■ **Supplied material**
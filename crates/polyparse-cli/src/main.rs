//! Polyparse CLI - Segment text lines into words from a vocabulary
//!
//! Every line is matched against the grammar
//!
//!   WORD     := word_1 | ... | word_n
//!   SENTENCE := WORD | WORD SENTENCE
//!
//! and every way of covering the whole line is reported.
//!
//! Usage:
//!   ppcli [OPTIONS] [COMMAND] -w <WORD>... <FILE>
//!
//! Commands:
//!   split   List every decomposition of each line (default)
//!   check   Fail if some line has no decomposition
//!   stats   Show decomposition counts

use std::env;
use std::fs;
use std::io::{self, Read};
use std::process;

use polyparse_core::{full_match, literal, named, Alternation, Grammar, Line, Lines, ParseError};
use serde::Serialize;
use tracing::{debug, info};
use tracing_subscriber::EnvFilter;

fn main() {
    let args: Vec<String> = env::args().collect();

    match run(&args) {
        Ok(()) => {}
        Err(e) => {
            eprintln!("error: {}", e);
            process::exit(1);
        }
    }
}

fn run(args: &[String]) -> Result<(), String> {
    let config = parse_args(args)?;
    init_logging(config.verbose);

    let input = read_input(&config.file)?;
    let grammar = build_segmenter(&config.words)?;
    info!(words = config.words.len(), "built segmenter");

    let reports = segment_lines(&grammar, &input, config.limit);

    match config.command {
        Command::Split => cmd_split(&reports, &config),
        Command::Check => cmd_check(&reports, &config),
        Command::Stats => cmd_stats(&reports, &config),
    }
}

#[derive(Debug)]
struct Config {
    command: Command,
    words: Vec<String>,
    file: String,
    format: OutputFormat,
    limit: Option<usize>,
    verbose: bool,
}

#[derive(Debug, Clone, Copy)]
enum Command {
    Split,
    Check,
    Stats,
}

#[derive(Debug, Clone, Copy)]
enum OutputFormat {
    Text,
    Json,
}

fn parse_args(args: &[String]) -> Result<Config, String> {
    let mut command = Command::Split;
    let mut format = OutputFormat::Text;
    let mut verbose = false;
    let mut words = Vec::new();
    let mut limit = None;
    let mut file = None;

    let mut i = 1;
    while i < args.len() {
        let arg = &args[i];
        match arg.as_str() {
            "-h" | "--help" => {
                print_help();
                process::exit(0);
            }
            "-V" | "--version" => {
                println!("ppcli {}", env!("CARGO_PKG_VERSION"));
                process::exit(0);
            }
            "-v" | "--verbose" => verbose = true,
            "-j" | "--json" => format = OutputFormat::Json,
            "-w" | "--word" => {
                i += 1;
                let word = args
                    .get(i)
                    .ok_or_else(|| format!("{} needs a value", arg))?;
                words.push(word.clone());
            }
            "--words" => {
                i += 1;
                let list = args
                    .get(i)
                    .ok_or_else(|| "--words needs a value".to_string())?;
                words.extend(
                    list.split(',')
                        .map(str::trim)
                        .filter(|w| !w.is_empty())
                        .map(str::to_string),
                );
            }
            "-n" | "--limit" => {
                i += 1;
                let value = args
                    .get(i)
                    .ok_or_else(|| format!("{} needs a value", arg))?;
                let n: usize = value
                    .parse()
                    .map_err(|_| format!("invalid limit: {}", value))?;
                if n == 0 {
                    return Err("limit must be at least 1".to_string());
                }
                limit = Some(n);
            }
            "split" => command = Command::Split,
            "check" => command = Command::Check,
            "stats" => command = Command::Stats,
            "-" => {
                if file.is_some() {
                    return Err("multiple files specified".to_string());
                }
                file = Some(arg.clone());
            }
            _ if arg.starts_with('-') => {
                return Err(format!("unknown option: {}", arg));
            }
            _ => {
                if file.is_some() {
                    return Err("multiple files specified".to_string());
                }
                file = Some(arg.clone());
            }
        }
        i += 1;
    }

    let file = file.ok_or_else(|| "no input file specified".to_string())?;
    if words.is_empty() {
        return Err("no vocabulary given (use -w or --words)".to_string());
    }

    Ok(Config {
        command,
        words,
        file,
        format,
        limit,
        verbose,
    })
}

fn print_help() {
    eprintln!(
        r#"ppcli - split text lines into vocabulary words, keeping every reading

USAGE:
    ppcli [OPTIONS] [COMMAND] -w <WORD>... <FILE>

COMMANDS:
    split       List every decomposition of each line (default)
    check       Exit with an error if some line cannot be decomposed
    stats       Show decomposition counts

OPTIONS:
    -w, --word <WORD>     Add a word to the vocabulary (repeatable)
        --words <LIST>    Add comma-separated words to the vocabulary
    -n, --limit <N>       Stop after N decompositions per line
    -v, --verbose         Debug logging (RUST_LOG overrides)
    -j, --json            Output in JSON format
    -h, --help            Print help information
    -V, --version         Print version information

Use - as FILE to read standard input.

EXAMPLES:
    ppcli --words a,b,ab input.txt          Show every reading of each line
    ppcli -n 1 -w the -w there -w re in.txt First reading only
    ppcli check --words a,b input.txt       Validate every line
"#
    );
}

fn init_logging(verbose: bool) {
    let default = if verbose { "debug" } else { "warn" };
    let filter = EnvFilter::try_from_default_env().unwrap_or_else(|_| EnvFilter::new(default));
    tracing_subscriber::fmt()
        .with_env_filter(filter)
        .with_writer(io::stderr)
        .init();
}

fn read_input(file: &str) -> Result<String, String> {
    if file == "-" {
        let mut input = String::new();
        io::stdin()
            .read_to_string(&mut input)
            .map_err(|e| format!("failed to read stdin: {}", e))?;
        Ok(input)
    } else {
        fs::read_to_string(file).map_err(|e| format!("failed to read '{}': {}", file, e))
    }
}

// =============================================================================
// Grammar
// =============================================================================

/// SENTENCE := WORD | WORD SENTENCE, matched against whole lines.
fn build_segmenter(words: &[String]) -> Result<Grammar, String> {
    let mut alternatives = Vec::with_capacity(words.len());
    for word in words {
        let matcher = literal(word).map_err(|e| format!("invalid word {:?}: {}", word, e))?;
        alternatives.push(named("word", matcher));
    }

    let word = Grammar::new(Alternation::new(alternatives));
    let sentence = Grammar::new(Alternation::new([word.clone()]));
    sentence
        .add_alternative(word + sentence.clone())
        .map_err(|e| e.to_string())?;

    Ok(full_match(sentence))
}

/// Outcome of matching one input line.
struct LineReport {
    number: usize,
    text: String,
    decompositions: Vec<Vec<String>>,
    error: Option<ParseError>,
}

impl LineReport {
    fn is_blank(&self) -> bool {
        self.text.trim().is_empty()
    }
}

fn segment_lines(grammar: &Grammar, input: &str, limit: Option<usize>) -> Vec<LineReport> {
    let mut reports = Vec::new();

    for (idx, line) in Lines::new(input).enumerate() {
        let mut report = LineReport {
            number: idx + 1,
            text: line.as_str().to_string(),
            decompositions: Vec::new(),
            error: None,
        };

        if !report.is_blank() {
            match segment(grammar, line, limit) {
                Ok(decompositions) => report.decompositions = decompositions,
                Err(e) => report.error = Some(e),
            }
            debug!(
                line = report.number,
                decompositions = report.decompositions.len(),
                "segmented line"
            );
        }

        // The memo is keyed by line suffix; drop it before the next line.
        grammar.clear_cache();
        reports.push(report);
    }

    reports
}

fn segment(
    grammar: &Grammar,
    line: Line,
    limit: Option<usize>,
) -> Result<Vec<Vec<String>>, ParseError> {
    let variants = grammar.parse(line).take(limit.unwrap_or(usize::MAX));

    let mut decompositions = Vec::new();
    for variant in variants {
        let variant = variant?;
        let words = variant
            .state
            .captures()
            .into_iter()
            .map(|(_, state)| state.text())
            .collect();
        decompositions.push(words);
    }
    Ok(decompositions)
}

// =============================================================================
// Split Command
// =============================================================================

fn cmd_split(reports: &[LineReport], config: &Config) -> Result<(), String> {
    match config.format {
        OutputFormat::Json => print_json(reports)?,
        OutputFormat::Text => {
            for report in reports.iter().filter(|r| !r.is_blank()) {
                println!("line {}: {}", report.number, report.text);
                match &report.error {
                    Some(e) => println!("  no decomposition ({})", e),
                    None => {
                        for words in &report.decompositions {
                            println!("  {}", words.join(" "));
                        }
                    }
                }
            }
        }
    }
    Ok(())
}

// =============================================================================
// Check Command
// =============================================================================

fn cmd_check(reports: &[LineReport], config: &Config) -> Result<(), String> {
    let failed: Vec<&LineReport> = reports.iter().filter(|r| r.error.is_some()).collect();

    if failed.is_empty() {
        if matches!(config.format, OutputFormat::Json) {
            println!(r#"{{"valid": true, "errors": []}}"#);
        } else {
            println!("Valid: every line decomposes");
        }
        return Ok(());
    }

    if matches!(config.format, OutputFormat::Json) {
        let errors: Vec<_> = failed
            .iter()
            .filter_map(|r| r.error.as_ref().map(|e| (r.number, e)))
            .map(|(number, e)| {
                serde_json::json!({
                    "line": number,
                    "message": e.message,
                    "offset": e.offset,
                    "deepest_offset": e.deepest_offset(),
                })
            })
            .collect();
        println!("{}", serde_json::json!({"valid": false, "errors": errors}));
    } else {
        eprintln!("Invalid: {} line(s) do not decompose", failed.len());
        for report in &failed {
            if let Some(e) = &report.error {
                eprintln!("  - line {}: {}", report.number, e);
            }
        }
    }
    Err(format!("{} line(s) do not decompose", failed.len()))
}

// =============================================================================
// Stats Command
// =============================================================================

#[derive(Serialize)]
struct SegmentStats {
    lines: usize,
    blank: usize,
    segmented: usize,
    ambiguous: usize,
    unsegmented: usize,
    decompositions: usize,
    max_per_line: usize,
}

impl SegmentStats {
    fn from_reports(reports: &[LineReport]) -> Self {
        let mut stats = Self {
            lines: reports.len(),
            blank: 0,
            segmented: 0,
            ambiguous: 0,
            unsegmented: 0,
            decompositions: 0,
            max_per_line: 0,
        };

        for report in reports {
            if report.is_blank() {
                stats.blank += 1;
                continue;
            }
            let count = report.decompositions.len();
            match count {
                0 => stats.unsegmented += 1,
                1 => stats.segmented += 1,
                _ => {
                    stats.segmented += 1;
                    stats.ambiguous += 1;
                }
            }
            stats.decompositions += count;
            stats.max_per_line = stats.max_per_line.max(count);
        }

        stats
    }
}

fn cmd_stats(reports: &[LineReport], config: &Config) -> Result<(), String> {
    let stats = SegmentStats::from_reports(reports);

    if matches!(config.format, OutputFormat::Json) {
        let json = serde_json::to_string_pretty(&stats).map_err(|e| e.to_string())?;
        println!("{}", json);
        return Ok(());
    }

    println!("Segmentation Statistics");
    println!("-----------------------");
    println!("Vocabulary:     {}", config.words.len());
    println!("Lines:          {}", stats.lines);
    println!("  Blank:        {}", stats.blank);
    println!("  Segmented:    {}", stats.segmented);
    println!("  Ambiguous:    {}", stats.ambiguous);
    println!("  Unsegmented:  {}", stats.unsegmented);
    println!();
    println!("Decompositions: {}", stats.decompositions);
    println!("Most per line:  {}", stats.max_per_line);
    if let Some(limit) = config.limit {
        println!("Limit:          {}", limit);
    }

    Ok(())
}

// =============================================================================
// JSON Output
// =============================================================================

#[derive(Serialize)]
struct JsonLine<'a> {
    line: usize,
    text: &'a str,
    decompositions: &'a [Vec<String>],
    #[serde(skip_serializing_if = "Option::is_none")]
    error: Option<JsonError<'a>>,
}

#[derive(Serialize)]
struct JsonError<'a> {
    kind: String,
    message: &'a str,
    offset: usize,
}

fn print_json(reports: &[LineReport]) -> Result<(), String> {
    let lines: Vec<JsonLine> = reports
        .iter()
        .filter(|r| !r.is_blank())
        .map(|r| JsonLine {
            line: r.number,
            text: &r.text,
            decompositions: &r.decompositions,
            error: r.error.as_ref().map(|e| JsonError {
                kind: format!("{:?}", e.kind),
                message: &e.message,
                offset: e.offset,
            }),
        })
        .collect();

    let json = serde_json::to_string_pretty(&lines).map_err(|e| e.to_string())?;
    println!("{}", json);
    Ok(())
}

■ **Instructions to follow**
Where in the records does the string "ambiguous" appear? Copy every line that has it.

■ **Answer section**
    ambiguous: usize,
            ambiguous: 0,
                    stats.ambiguous += 1;
    println!("  Ambiguous:    {}", stats.ambiguous);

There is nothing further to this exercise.